Glycosidic bond cleavage of pyrimidine nucleosides by low-energy electrons: a theoretical rationale.

DNA damage by attachment of low-energy secondary electrons is a very interesting and important mechanism. Electron capture and subsequent base release are thought to be the elementary steps of this mechanism. The process of the N1-glycosidic bond breaking of anion radicals of pyrimidine nucleosides, specifically the 2'-deoxyribothymidine (dT) and 2'-deoxyribocytidine (dC) anions, has been investigated theoretically at the B3LYP/DZP++ level of theory. The release of nucleobases by the attachment of low-energy electrons depends on the formation of a stable anion radical of the nucleoside. The lower bond-breaking activation energy and the higher vertical electron detachment energy for dT enables the heterolytic cleavage of the N1-glycosidic bond. However, with the higher bond-breaking activation energy and the lower vertical electron detachment energy for dC, the release of cytosine might be impractical when the incident electrons have high kinetic energy.
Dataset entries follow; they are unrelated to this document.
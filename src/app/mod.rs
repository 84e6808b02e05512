// SPDX-License-Identifier: MPL-2.0
//! Application root state and orchestration of the splash sequence.
//!
//! The `App` struct owns the sequencer and bridges wall-clock ticks from
//! the Iced runtime into the sequencer's simulated time. Policy decisions
//! (window geometry, the completion hold, schedule fallback on bad
//! config) live close to the update loop so user-facing behavior is easy
//! to audit.

mod message;
mod screen;
mod subscription;
mod update;
mod view;

pub use message::{Flags, Message};
pub use screen::Screen;
pub use update::HOLD_AFTER_COMPLETE;

use crate::config;
use crate::sequence::{Schedule, Sequencer};
use crate::ui::content::SplashContent;
use iced::{window, Element, Subscription, Task, Theme};
use std::path::Path;
use std::time::{Duration, Instant};

pub const WINDOW_WIDTH: u32 = 420;
pub const WINDOW_HEIGHT: u32 = 780;

/// Root Iced application state.
#[derive(Debug)]
pub struct App {
    screen: Screen,
    sequencer: Sequencer,
    content: SplashContent,
    /// Wall-clock anchor of the sequence, set on the first tick.
    started_at: Option<Instant>,
    /// Simulated elapsed time at which the choreography completed.
    finished_at: Option<Duration>,
}

/// Builds the window settings.
pub fn window_settings() -> window::Settings {
    window::Settings {
        size: iced::Size::new(WINDOW_WIDTH as f32, WINDOW_HEIGHT as f32),
        resizable: false,
        ..window::Settings::default()
    }
}

/// Entry point used by `main.rs` to launch the Iced application loop.
pub fn run(flags: Flags) -> iced::Result {
    use std::cell::RefCell;

    // Wrap flags in RefCell<Option<_>> to satisfy the Fn trait requirement
    // while only consuming flags once (iced 0.14 requires Fn, not FnOnce).
    let boot_state = RefCell::new(Some(flags));
    let boot = move || {
        let flags = boot_state
            .borrow_mut()
            .take()
            .expect("Boot function called more than once");
        App::new(flags)
    };

    iced::application(boot, App::update, App::view)
        .title(App::title)
        .theme(App::theme)
        .window(window_settings())
        .subscription(App::subscription)
        .run()
}

impl App {
    /// Initializes the application: loads the settings file, builds the
    /// timing schedule, and starts the sequencer.
    ///
    /// A broken settings file or an invalid schedule override falls back
    /// to the reference schedule; the splash must always play.
    fn new(flags: Flags) -> (Self, Task<Message>) {
        let config = match flags.config_path.as_deref() {
            Some(path) => config::load_from_path(Path::new(path)),
            None => config::load(),
        }
        .unwrap_or_else(|err| {
            log::warn!("failed to load settings: {err}");
            config::Config::default()
        });

        let schedule = Schedule::from_config(&config).unwrap_or_else(|err| {
            log::warn!("invalid schedule override ({err}); using the reference schedule");
            Schedule::default()
        });

        let mut sequencer = Sequencer::new(schedule);
        sequencer.start();

        let app = App {
            screen: Screen::Splash,
            sequencer,
            content: SplashContent::default(),
            started_at: None,
            finished_at: None,
        };
        (app, Task::none())
    }

    fn title(&self) -> String {
        self.content.app_name.to_string()
    }

    fn theme(&self) -> Theme {
        Theme::Dark
    }

    fn subscription(&self) -> Subscription<Message> {
        subscription::create_tick_subscription(self.screen)
    }

    fn update(&mut self, message: Message) -> Task<Message> {
        let mut ctx = update::UpdateContext {
            screen: &mut self.screen,
            sequencer: &mut self.sequencer,
            started_at: &mut self.started_at,
            finished_at: &mut self.finished_at,
        };
        update::update(&mut ctx, message)
    }

    fn view(&self) -> Element<'_, Message> {
        view::view(view::ViewContext {
            screen: self.screen,
            state: self.sequencer.state(),
            content: &self.content,
        })
    }
}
Furthermore, the release of cytosine would have a quantum yield much lower than that of dT when the incident electrons have lower kinetic energy. This study also demonstrates the importance of the proton at O5' of 2'-deoxyribose in the base release process. Extending this investigation from dT to dC advances the insight into the mechanism of the N1-glycosidic bond-breaking process. The information from this extensive investigation should be valuable for further experimental studies of cytosine release in irradiated DNA.